Cool -- whatever works. Still, it might be even nicer if all attachments were grouped together in a subdirectory and named so that humans and hypermail alike could find them. It would be such a small amount of effort to do it like that.

> > I suggest that there should be a subdirectory for *each* message that has
> > attachments.
>
> [picture cut out]
>
> > This way, all of the attachments for a particular message are grouped
> > together, which makes them easy to find, and easy to delete when one
> > wishes to remove message 0042 from the archive.
>
> Excuse me, but why would you want to remove message 0042? You'd ruin a bunch
> of links and generally mess up. It would be much better to remove that
> particular mail from the mbox-file, remove all hypermail-generated stuff and
> then regenerate the entire archive...

Okay, I see that example wasn't the best I could have offered.

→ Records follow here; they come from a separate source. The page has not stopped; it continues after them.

// src/record_store.rs
//
// Record store interface consumed by the ingestion pipeline and the CLI.
// The SQLite implementation lives in record_db.rs.

use async_trait::async_trait;
use chrono::{DateTime, Utc};
use serde::Serialize;

use crate::error::StoreError;
use crate::record::{NewRecord, SpeedRecord};

/// Ordering of query results by insertion id.
#[derive(Clone, Copy, Debug, Default, PartialEq, Eq)]
pub enum RecordOrder {
    #[default]
    OldestFirst,
    NewestFirst,
}

/// Per-session aggregate.
#[derive(Clone, Debug, PartialEq, Serialize)]
#[serde(rename_all = "camelCase")]
pub struct SessionStats {
    pub session_id: i64,
    pub count: u64,
    pub avg_speed: f64,
    pub max_speed: f64,
}

/// Aggregates over every stored record. Speeds are rounded to two decimals;
/// all zero when the store is empty.
#[derive(Clone, Debug, Default, PartialEq, Serialize)]
#[serde(rename_all = "camelCase")]
pub struct Statistics {
    pub total_records: u64,
    pub average_speed: f64,
    pub max_speed: f64,
    pub min_speed: f64,
    pub sessions: Vec<SessionStats>,
}

/// Flat record table. Records are append-only; deletions report affected rows.
#[async_trait]
pub trait RecordStore: Send + Sync {
    /// Append a record and return it with its assigned id.
    async fn append(&self, record: &NewRecord) -> Result<SpeedRecord, StoreError>;

    /// Up to `limit` records in the given order.
    async fn query(&self, limit: usize, order: RecordOrder) -> Result<Vec<SpeedRecord>, StoreError>;

    async fn delete_by_id(&self, id: i64) -> Result<usize, StoreError>;

    async fn delete_by_ids(&self, ids: &[i64]) -> Result<usize, StoreError>;

    /// Delete every record ingested strictly before `cutoff`.
    async fn delete_older_than(&self, cutoff: DateTime<Utc>) -> Result<usize, StoreError>;

    async fn delete_all(&self) -> Result<usize, StoreError>;

    async fn statistics(&self) -> Result<Statistics, StoreError>;
}

/// Round to two decimals, as shown on the dashboard.
pub(crate) fn round2(value: f64) -> f64 {
    (value * 100.0).round() / 100.0
}

#[cfg(test)]
mod tests {
    use super::*;

    #[test]
    fn test_round2() {
        assert_eq!(round2(42.456), 42.46);
        assert_eq!(round2(10.0 / 3.0), 3.33);
        assert_eq!(round2(0.0), 0.0);
    }

    #[test]
    fn test_statistics_json_shape() {
        let stats = Statistics {
            total_records: 1,
            average_speed: 5.0,
            max_speed: 5.0,
            min_speed: 5.0,
            sessions: vec![SessionStats {
                session_id: 2,
                count: 1,
                avg_speed: 5.0,
                max_speed: 5.0,
            }],
        };
        let json = serde_json::to_value(&stats).unwrap();
        assert_eq!(json["totalRecords"], 1);
        assert_eq!(json["sessions"][0]["sessionId"], 2);
        assert_eq!(json["sessions"][0]["avgSpeed"], 5.0);
    }
}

Perhaps look at it this way: if it's easier for a person to inspect and manipulate a hypermail archive, then it's also going to be easier to manage the archive, and easier to develop new capabilities.

For example, suppose as an administrator of a hypermail list, I notice that one of the messages contains a program that has a security bug, and I know there's a fixed version available. I would know right where to look to find the attachment that needs to be removed or replaced.

Or how about this one: I could use a one-line shell script to find all of the duplicate attachments in all of my hypermail archives that people sometimes send (don't 'cha just hate when a bunch of separate lusers each send a copy of IE4 to your hypermail archives? :-) and do something about it, like maybe replace all but one of them with a symbolic link.

Those are just two examples... I don't want to go on with imaginary scenarios, so I'll just leave it at this: a more logical and intuitive archive directory structure can't hurt.

> > It also lets the
> > attachments keep their original file names, if they such is given in their
> > mime headers (and it usually is).
>
> I thought about this too, and I may go back at trying to use this method too,
> but...
>
> 1. The file name used in the mail doesn't necessary have to be usable or even
> preferable to use. I.e if it contains '/' in a unix machine, if it contains
> whitespaces or if it contains '\' in an MS-OS machine. There would have to
> be a very complicated is_this_a_sane_filename() function to verify that.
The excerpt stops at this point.